Durant toute la phase de production d’électricité, Arthur devra préserver la vocation agricole de sa prairie en y mettant régulièrement paître ses moutons et ses vaches. Sinon, sa centrale agri-voltaïque sera alors illégale puisqu’elle aura alors été édifiée sur des terres agricoles qui ne sont plus destinées à cette activité.
Arthur pourrait alors être contraint de la déposer et de rompre son contrat de livraison d’électricité conclu avec l’énergéticien retenu.

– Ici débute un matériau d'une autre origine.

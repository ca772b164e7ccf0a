use thiserror::Error;

/// Chat channel errors
#[derive(Error, Debug)]
pub enum ChatError {
    #[error("Connection Error: {0}")]
    ConnectionError(String),

    #[error("Chat channel is not connected")]
    NotConnected,

    #[error(transparent)]
    WebSocketError(#[from] tokio_tungstenite::tungstenite::Error),

    #[error(transparent)]
    SerdeError(#[from] serde_json::Error),
}

/// Result type for chat operations
pub type ChatResult<T> = Result<T, ChatError>;
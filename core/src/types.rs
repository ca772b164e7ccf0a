use serde::{Deserialize, Serialize};

/// Response of `POST /api/video/{id}/like`
#[derive(Debug, Clone, Serialize, Deserialize, PartialEq, Eq)]
pub struct LikeResponse {
    pub success: bool,
    #[serde(default)]
    pub like_count: u64,
}

/// Error body the site returns alongside non-success statuses
#[derive(Debug, Clone, Serialize, Deserialize, PartialEq, Eq)]
pub struct ErrorBody {
    #[serde(default)]
    pub message: Option<String>,
}

/// Form fields posted when a waiver is signed
#[derive(Debug, Clone, Serialize, Deserialize, PartialEq, Eq)]
pub struct WaiverSubmission {
    pub legal_name: String,
    /// Serialized as the checkbox value `"on"`.
    #[serde(with = "checkbox")]
    pub agreement: bool,
    #[serde(skip_serializing_if = "Option::is_none")]
    pub client_name: Option<String>,
    #[serde(skip_serializing_if = "Option::is_none")]
    pub client_email: Option<String>,
}

/// Result of a waiver post, as far as the client can tell
#[derive(Debug, Clone, Copy, PartialEq, Eq)]
pub enum WaiverOutcome {
    /// The server accepted the post (2xx or a redirect onwards)
    Accepted,
    /// The server answered but refused the submission
    Rejected { status_code: u16 },
}

mod checkbox {
    use serde::{Deserialize, Deserializer, Serializer};

    pub fn serialize<S: Serializer>(checked: &bool, serializer: S) -> Result<S::Ok, S::Error> {
        serializer.serialize_str(if *checked { "on" } else { "" })
    }

    pub fn deserialize<'de, D: Deserializer<'de>>(deserializer: D) -> Result<bool, D::Error> {
        let value = String::deserialize(deserializer)?;
        Ok(value == "on")
    }
}
use momentum_core::escape_html;

/// Severity of a locally rendered system notice
#[derive(Debug, Clone, Copy, PartialEq, Eq, Hash)]
pub enum NoticeLevel {
    Info,
    Warning,
    Error,
}

impl NoticeLevel {
    pub fn css_class(self) -> &'static str {
        match self {
            Self::Info => "text-gray-500",
            Self::Warning => "text-yellow-600",
            Self::Error => "text-red-600",
        }
    }
}

/// Rendering surface the chat session drives.
///
/// All text handed to a view is plain text. Implementations that build
/// markup must escape it.
pub trait ChatView {
    /// Handle to an in-progress assistant message.
    type Placeholder;

    fn append_user_message(&mut self, text: &str);

    /// Creates an empty assistant message that chunks will be appended to.
    fn open_assistant_message(&mut self) -> Self::Placeholder;

    fn append_chunk(&mut self, placeholder: &mut Self::Placeholder, chunk: &str);

    /// Called when the session releases a placeholder.
    fn finish_assistant_message(&mut self, _placeholder: Self::Placeholder) {}

    fn show_typing(&mut self);

    fn hide_typing(&mut self);

    fn append_notice(&mut self, level: NoticeLevel, text: &str);

    /// Replaces the whole transcript with the assistant greeting.
    fn reset(&mut self, greeting: &str);

    fn scroll_to_bottom(&mut self) {}
}

#[derive(Debug, Clone, Copy, PartialEq, Eq)]
pub enum EntryKind {
    User,
    Assistant,
    Notice(NoticeLevel),
}

#[derive(Debug, Clone, PartialEq, Eq)]
pub struct TranscriptEntry {
    pub kind: EntryKind,
    pub text: String,
}

/// In-memory transcript, renderable as escaped HTML.
#[derive(Debug, Clone, Default)]
pub struct TranscriptView {
    entries: Vec<TranscriptEntry>,
    typing_visible: bool,
    open_placeholders: usize,
}

impl TranscriptView {
    pub fn new() -> Self {
        Self::default()
    }

    pub fn entries(&self) -> &[TranscriptEntry] {
        &self.entries
    }

    pub fn is_typing_visible(&self) -> bool {
        self.typing_visible
    }

    /// Number of assistant placeholders created and not yet released.
    pub fn open_placeholders(&self) -> usize {
        self.open_placeholders
    }

    /// Text of the entries of the given kind, in order.
    pub fn texts(&self, kind: EntryKind) -> Vec<&str> {
        self.entries
            .iter()
            .filter(|entry| entry.kind == kind)
            .map(|entry| entry.text.as_str())
            .collect()
    }

    /// Renders the transcript as markup. Every piece of text is escaped.
    pub fn render_html(&self) -> String {
        let mut html = String::new();
        for entry in &self.entries {
            let text = escape_html(&entry.text);
            match entry.kind {
                EntryKind::User => {
                    html.push_str(&format!(
                        "<div class=\"chat-message user\"><p class=\"text-sm\">{}</p></div>\n",
                        text
                    ));
                }
                EntryKind::Assistant => {
                    html.push_str(&format!(
                        "<div class=\"chat-message assistant\"><p class=\"text-sm\">{}</p></div>\n",
                        text
                    ));
                }
                EntryKind::Notice(level) => {
                    html.push_str(&format!(
                        "<div class=\"text-center my-2\"><p class=\"text-xs {}\">{}</p></div>\n",
                        level.css_class(),
                        text
                    ));
                }
            }
        }
        if self.typing_visible {
            html.push_str("<div id=\"typing-indicator\" class=\"chat-message assistant\"></div>\n");
        }
        html
    }

    fn push(&mut self, kind: EntryKind, text: &str) {
        self.entries.push(TranscriptEntry {
            kind,
            text: text.to_string(),
        });
    }
}

impl ChatView for TranscriptView {
    /// Index of the assistant entry in the transcript
    type Placeholder = usize;

    fn append_user_message(&mut self, text: &str) {
        self.push(EntryKind::User, text);
    }

    fn open_assistant_message(&mut self) -> usize {
        self.push(EntryKind::Assistant, "");
        self.open_placeholders += 1;
        self.entries.len() - 1
    }

    fn append_chunk(&mut self, placeholder: &mut usize, chunk: &str) {
        if let Some(entry) = self.entries.get_mut(*placeholder) {
            entry.text.push_str(chunk);
        }
    }

    fn finish_assistant_message(&mut self, _placeholder: usize) {
        self.open_placeholders = self.open_placeholders.saturating_sub(1);
    }

    fn show_typing(&mut self) {
        self.typing_visible = true;
    }

    fn hide_typing(&mut self) {
        self.typing_visible = false;
    }

    fn append_notice(&mut self, level: NoticeLevel, text: &str) {
        self.push(EntryKind::Notice(level), text);
    }

    fn reset(&mut self, greeting: &str) {
        self.entries.clear();
        self.typing_visible = false;
        self.open_placeholders = 0;
        self.push(EntryKind::Assistant, greeting);
    }
}

#[cfg(test)]
mod tests {
    use super::*;

    #[test]
    fn test_render_escapes_every_entry() {
        let mut view = TranscriptView::new();
        view.append_user_message("<b>hi</b>");
        let mut placeholder = view.open_assistant_message();
        view.append_chunk(&mut placeholder, "<img src=x onerror=alert(1)>");
        view.append_notice(NoticeLevel::Error, "\"quoted\" & more");

        let html = view.render_html();
        assert!(html.contains("&lt;b&gt;hi&lt;/b&gt;"));
        assert!(html.contains("&lt;img src=x onerror=alert(1)&gt;"));
        assert!(html.contains("&quot;quoted&quot; &amp; more"));
        assert!(!html.contains("<b>"));
        assert!(!html.contains("<img"));
        assert!(html.contains("text-red-600"));
    }

    #[test]
    fn test_reset_leaves_only_greeting() {
        let mut view = TranscriptView::new();
        view.append_user_message("hello");
        view.show_typing();
        view.reset("Hi there");

        assert_eq!(
            view.entries(),
            &[TranscriptEntry {
                kind: EntryKind::Assistant,
                text: "Hi there".to_string()
            }]
        );
        assert!(!view.is_typing_visible());
    }
}
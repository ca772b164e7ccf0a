/// Distance from the true bottom that still counts as having read to the end.
pub const REACHED_END_TOLERANCE_PX: f64 = 50.0;
/// Content this close to the viewport height needs no scrolling at all.
pub const SHORT_CONTENT_SLACK_PX: f64 = 100.0;

/// Geometry of a scrollable region, in pixels.
#[derive(Debug, Clone, Copy, PartialEq, Default)]
pub struct ScrollMetrics {
    /// Current scroll offset from the top
    pub scroll_top: f64,
    /// Height of the visible viewport
    pub client_height: f64,
    /// Total height of the content
    pub scroll_height: f64,
}

impl ScrollMetrics {
    pub fn new(scroll_top: f64, client_height: f64, scroll_height: f64) -> Self {
        Self {
            scroll_top,
            client_height,
            scroll_height,
        }
    }

    pub fn reached_end(&self) -> bool {
        self.scroll_top + self.client_height >= self.scroll_height - REACHED_END_TOLERANCE_PX
    }

    /// True when the content is short enough that there is nothing to scroll.
    pub fn fits_without_scrolling(&self) -> bool {
        self.scroll_height <= self.client_height + SHORT_CONTENT_SLACK_PX
    }
}

/// Result of feeding one scroll position to the latch.
#[derive(Debug, Clone, Copy, PartialEq, Eq)]
pub enum ScrollObservation {
    StillReading,
    /// The end was reached for the first time with this observation.
    JustReached,
    AlreadyLatched,
}

/// One-way flag that becomes true once the reader reaches the end.
#[derive(Debug, Clone, Copy, PartialEq, Eq, Default)]
pub struct ScrollLatch {
    latched: bool,
}

impl ScrollLatch {
    /// Creates a latch for a region with the given initial geometry.
    ///
    /// Content that fits without scrolling starts latched.
    pub fn new(initial: ScrollMetrics) -> Self {
        Self {
            latched: initial.fits_without_scrolling(),
        }
    }

    pub fn is_latched(&self) -> bool {
        self.latched
    }

    pub fn observe(&mut self, metrics: ScrollMetrics) -> ScrollObservation {
        if self.latched {
            return ScrollObservation::AlreadyLatched;
        }
        if metrics.reached_end() {
            self.latched = true;
            ScrollObservation::JustReached
        } else {
            ScrollObservation::StillReading
        }
    }
}
use anyhow::{Context, Result};
use clap::Parser;
use colored::*;
use momentum_core::config::SiteConfig;

mod app;
mod cli;
mod logging;
mod output;

use crate::app::WaiverOptions;
use crate::cli::{Args, Command};
use crate::output::print_usage_instructions;

/// Main function - Loads configuration and dispatches the subcommand
#[tokio::main]
async fn main() -> Result<()> {
    let args = Args::parse();

    // Load layered configuration (defaults, file, MOMENTUM_* environment)
    let config = match args.config.as_deref() {
        Some(path) => SiteConfig::load_layered(Some(path)),
        None => SiteConfig::load(),
    };
    let config = match config {
        Ok(config) => config,
        Err(e) => {
            eprintln!("{}", format!("Error loading configuration: {}", e).red());
            return Err(e).context("Failed to load configuration");
        }
    };

    logging::init(config.log_level.as_deref(), args.verbose);
    tracing::debug!("Using site at {}", config.base_url());

    match args.command {
        Some(Command::Chat { url }) => {
            let url = url.unwrap_or_else(|| config.chat_url().to_string());
            app::run_chat(&url).await
        }
        Some(Command::Like { video_id }) => app::run_like(&config, video_id).await,
        Some(Command::CheckDate { date }) => app::run_check_date(date.as_deref()),
        Some(Command::Waiver {
            text,
            standalone,
            page_lines,
            submit_to,
        }) => {
            app::run_waiver(
                &config,
                WaiverOptions {
                    text: &text,
                    standalone,
                    page_lines,
                    submit_to: submit_to.as_deref(),
                },
            )
            .await
        }
        None => {
            print_usage_instructions();
            Ok(())
        }
    }
}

L’énergéticien pourrait aussi engager des poursuites judiciaires en raison du préjudice subi parce qu’il achètera de l’électricité produite illégalement. Si Arthur cessait son activité d’agriculteur (départ à la retraite par exemple), il cherchera un successeur qui s’engagera – moyennant compensation – à poursuivre l’activité d’élevage sur la parcelle. Sinon, l’énergéticien pourrait rompre le contrat d’achat d’électricité qui le lie à Arthur.
Sur la parcelle louée P2, la réalisation du projet de centrale agri-voltaïque ne peut être envisagée sans l’accord d’Alexandre, l’exploitant en place, et éventuellement sans sa participation au projet.

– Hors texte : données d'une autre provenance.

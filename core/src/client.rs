use reqwest::{Client, RequestBuilder};
use tracing::{debug, info, instrument};

use crate::config::SiteConfig;
use crate::errors::{SiteError, SiteResult};
use crate::types::{ErrorBody, LikeResponse, WaiverOutcome, WaiverSubmission};

const CSRF_HEADER: &str = "X-CSRFToken";

/// Client for the site's HTTP endpoints
///
/// Failures are returned to the caller as-is; nothing is retried.
#[derive(Debug, Clone)]
pub struct SiteClient {
    client: Client,
    base_url: String,
    csrf_token: Option<String>,
}

impl SiteClient {
    pub fn new(config: &SiteConfig) -> SiteResult<Self> {
        let base_url = config.base_url().trim_end_matches('/').to_string();
        if base_url.is_empty() {
            return Err(SiteError::ConfigError(
                "A base URL is required to reach the site".to_string(),
            ));
        }

        Ok(Self {
            client: Client::new(),
            base_url,
            csrf_token: config.csrf_token.clone(),
        })
    }

    pub fn base_url(&self) -> &str {
        &self.base_url
    }

    fn url(&self, path: &str) -> String {
        format!("{}/{}", self.base_url, path.trim_start_matches('/'))
    }

    fn with_csrf(&self, request: RequestBuilder) -> RequestBuilder {
        match &self.csrf_token {
            Some(token) => request.header(CSRF_HEADER, token),
            None => request,
        }
    }

    /// Likes a video and returns the updated counter
    #[instrument(skip(self))]
    pub async fn like_video(&self, video_id: u64) -> SiteResult<LikeResponse> {
        let url = self.url(&format!("api/video/{}/like", video_id));
        debug!("Posting like to {}", url);

        let response = self
            .with_csrf(self.client.post(&url))
            .header(reqwest::header::CONTENT_TYPE, "application/json")
            .send()
            .await
            .map_err(|e| SiteError::RequestError(format!("Failed to send like: {}", e)))?;

        let status = response.status();
        if !status.is_success() {
            let body = response.text().await.map_err(|e| {
                SiteError::ResponseError(format!("Failed to read error response: {}", e))
            })?;
            let message = serde_json::from_str::<ErrorBody>(&body)
                .ok()
                .and_then(|b| b.message)
                .unwrap_or(body);

            return Err(SiteError::HttpError {
                status_code: status.as_u16(),
                message: format!("Like request failed: {}", message),
            });
        }

        let like = response
            .json::<LikeResponse>()
            .await
            .map_err(|e| SiteError::ParsingError(format!("Failed to parse like response: {}", e)))?;

        if !like.success {
            return Err(SiteError::ResponseError(
                "The site did not record the like".to_string(),
            ));
        }

        info!("Video {} now has {} likes", video_id, like.like_count);
        Ok(like)
    }

    /// Posts a signed waiver form
    #[instrument(skip(self, submission))]
    pub async fn submit_waiver(
        &self,
        path: &str,
        submission: &WaiverSubmission,
    ) -> SiteResult<WaiverOutcome> {
        let url = self.url(path);
        debug!("Posting waiver form to {}", url);

        let response = self
            .with_csrf(self.client.post(&url))
            .form(submission)
            .send()
            .await
            .map_err(|e| SiteError::RequestError(format!("Failed to submit waiver: {}", e)))?;

        let status = response.status();
        if status.is_success() || status.is_redirection() {
            Ok(WaiverOutcome::Accepted)
        } else {
            Ok(WaiverOutcome::Rejected {
                status_code: status.as_u16(),
            })
        }
    }
}

#[cfg(test)]
mod tests {
    use super::*;
    use serde_json::json;
    use wiremock::matchers::{body_string_contains, header, method, path};
    use wiremock::{Mock, MockServer, ResponseTemplate};

    fn config(base_url: &str) -> SiteConfig {
        SiteConfig {
            base_url: Some(base_url.to_string()),
            ..SiteConfig::defaults()
        }
    }

    #[test]
    fn test_url_joining() {
        let client = SiteClient::new(&config("https://clips.test/")).unwrap();
        assert_eq!(client.base_url(), "https://clips.test");
        assert_eq!(client.url("/api/video/7/like"), "https://clips.test/api/video/7/like");
        assert_eq!(client.url("waiver/abc"), "https://clips.test/waiver/abc");
    }

    #[test]
    fn test_empty_base_url_rejected() {
        let result = SiteClient::new(&config("/"));
        assert!(matches!(result, Err(SiteError::ConfigError(_))));
    }

    fn submission() -> WaiverSubmission {
        WaiverSubmission {
            legal_name: "Jordan Reyes".to_string(),
            agreement: true,
            client_name: None,
            client_email: None,
        }
    }

    #[tokio::test]
    async fn test_like_video_returns_count() {
        let server = MockServer::start().await;
        Mock::given(method("POST"))
            .and(path("/api/video/7/like"))
            .and(header("X-CSRFToken", "tok-123"))
            .respond_with(
                ResponseTemplate::new(200).set_body_json(json!({"success": true, "like_count": 12})),
            )
            .expect(1)
            .mount(&server)
            .await;

        let client = SiteClient::new(&SiteConfig {
            csrf_token: Some("tok-123".to_string()),
            ..config(&server.uri())
        })
        .unwrap();
        let like = client.like_video(7).await.unwrap();
        assert_eq!(
            like,
            LikeResponse {
                success: true,
                like_count: 12
            }
        );
    }

    #[tokio::test]
    async fn test_like_not_recorded_is_response_error() {
        let server = MockServer::start().await;
        Mock::given(method("POST"))
            .and(path("/api/video/7/like"))
            .respond_with(ResponseTemplate::new(200).set_body_json(json!({"success": false})))
            .mount(&server)
            .await;

        let client = SiteClient::new(&config(&server.uri())).unwrap();
        let result = client.like_video(7).await;
        assert!(matches!(result, Err(SiteError::ResponseError(_))));
    }

    #[tokio::test]
    async fn test_like_http_error_carries_message() {
        let server = MockServer::start().await;
        Mock::given(method("POST"))
            .and(path("/api/video/404/like"))
            .respond_with(
                ResponseTemplate::new(404).set_body_json(json!({"message": "Video not found"})),
            )
            .mount(&server)
            .await;

        let client = SiteClient::new(&config(&server.uri())).unwrap();
        match client.like_video(404).await {
            Err(SiteError::HttpError {
                status_code,
                message,
            }) => {
                assert_eq!(status_code, 404);
                assert!(message.contains("Video not found"));
            }
            other => panic!("Expected HttpError, got {:?}", other),
        }
    }

    #[tokio::test]
    async fn test_submit_waiver_posts_form() {
        let server = MockServer::start().await;
        Mock::given(method("POST"))
            .and(path("/payment/waiver/basic"))
            .and(header("X-CSRFToken", "tok-123"))
            .and(body_string_contains("agreement=on"))
            .and(body_string_contains("legal_name=Jordan+Reyes"))
            .respond_with(ResponseTemplate::new(200))
            .expect(1)
            .mount(&server)
            .await;

        let client = SiteClient::new(&SiteConfig {
            csrf_token: Some("tok-123".to_string()),
            ..config(&server.uri())
        })
        .unwrap();
        let outcome = client
            .submit_waiver("/payment/waiver/basic", &submission())
            .await
            .unwrap();
        assert_eq!(outcome, WaiverOutcome::Accepted);
    }

    #[tokio::test]
    async fn test_submit_waiver_follows_redirect() {
        let server = MockServer::start().await;
        Mock::given(method("POST"))
            .and(path("/payment/waiver/basic"))
            .respond_with(ResponseTemplate::new(303).insert_header("Location", "/booking/confirmed"))
            .mount(&server)
            .await;
        Mock::given(method("GET"))
            .and(path("/booking/confirmed"))
            .respond_with(ResponseTemplate::new(200))
            .mount(&server)
            .await;

        let client = SiteClient::new(&config(&server.uri())).unwrap();
        let outcome = client
            .submit_waiver("payment/waiver/basic", &submission())
            .await
            .unwrap();
        assert_eq!(outcome, WaiverOutcome::Accepted);
    }

    #[tokio::test]
    async fn test_submit_waiver_rejected_status() {
        let server = MockServer::start().await;
        Mock::given(method("POST"))
            .and(path("/payment/waiver/basic"))
            .respond_with(ResponseTemplate::new(400))
            .mount(&server)
            .await;

        let client = SiteClient::new(&config(&server.uri())).unwrap();
        let outcome = client
            .submit_waiver("/payment/waiver/basic", &submission())
            .await
            .unwrap();
        assert_eq!(outcome, WaiverOutcome::Rejected { status_code: 400 });
    }

    #[tokio::test]
    async fn test_unreachable_site_is_request_error() {
        // Port 9 (discard) on localhost is expected to refuse connections
        let client = SiteClient::new(&config("http://127.0.0.1:9")).unwrap();
        let result = client.like_video(1).await;
        assert!(matches!(result, Err(SiteError::RequestError(_))));
    }
}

Arthur pourrait demander à Alexandre de rompre par anticipation son bail moyennant indemnisation. Arthur édifierait alors sa seconde centrale en s’engageant à cultiver ses terres durant toute la durée de fonctionnement de la future centrale agri-voltaïque.
Arthur peut aussi associer Alexandre au projet ou, en cas de refus d’Alexandre, d’accepter de résilier totalement son bail rural. Arthur devra négocier l’acceptation du preneur d’une « association » au projet par avenant au bail rural.
À cette fin, un avenant au bail devra être conclu entre Arthur et Alexandre afin d’exclure du bail les emprises de la centrale photovoltaïque et définir les modalités de Cohabitation, par, notamment, d’éventuelles servitudes (liées notamment aux contraintes de sécurité, des conditions d’accessibilité de l’exploitant photovoltaïque…).
Un calendrier négocié avec Alexandre précisera en particulier les périodes pendant lesquelles des opérations de maintenance seront effectuées.
Comme la parcelle P2 restera soumise au statut du fermage, Alexandre est, par principe, tenu de la cultiver.
Pour autant, il est vraisemblable qu’Arthur souhaitera assurer le caractère « agri-voltaïque » des installations, notamment le maintien de la qualité d’agriculteur actif d’Alexandre, d’une production agricole significative devant être « l’activité principale de la parcelle » au sens des dispositions de l’article L 314-36 du Code de l’énergie, et de ce fait contractualiser un certain nombre d’obligations pesant sur Alexandre.
Pour Julien FORGET, avocat au sein du cabinet TERRESA, « l’articulation de ses « obligations », notamment au regard des modalités et type d’exploitation pesant sur le preneur, ne sont pas sans poser des questions au regard du caractère d’ordre public du statut du fermage… Des adaptations du statut du fermage seraient certainement les bienvenues afin d’éviter l’aléa judiciaire face à cet enjeu de compatibilité entre protection de l’exploitant et développement des énergies renouvelables… »
Une fois le bail révisé, le statut du fermage sera maintenu. Le montant du loyer restera encadré.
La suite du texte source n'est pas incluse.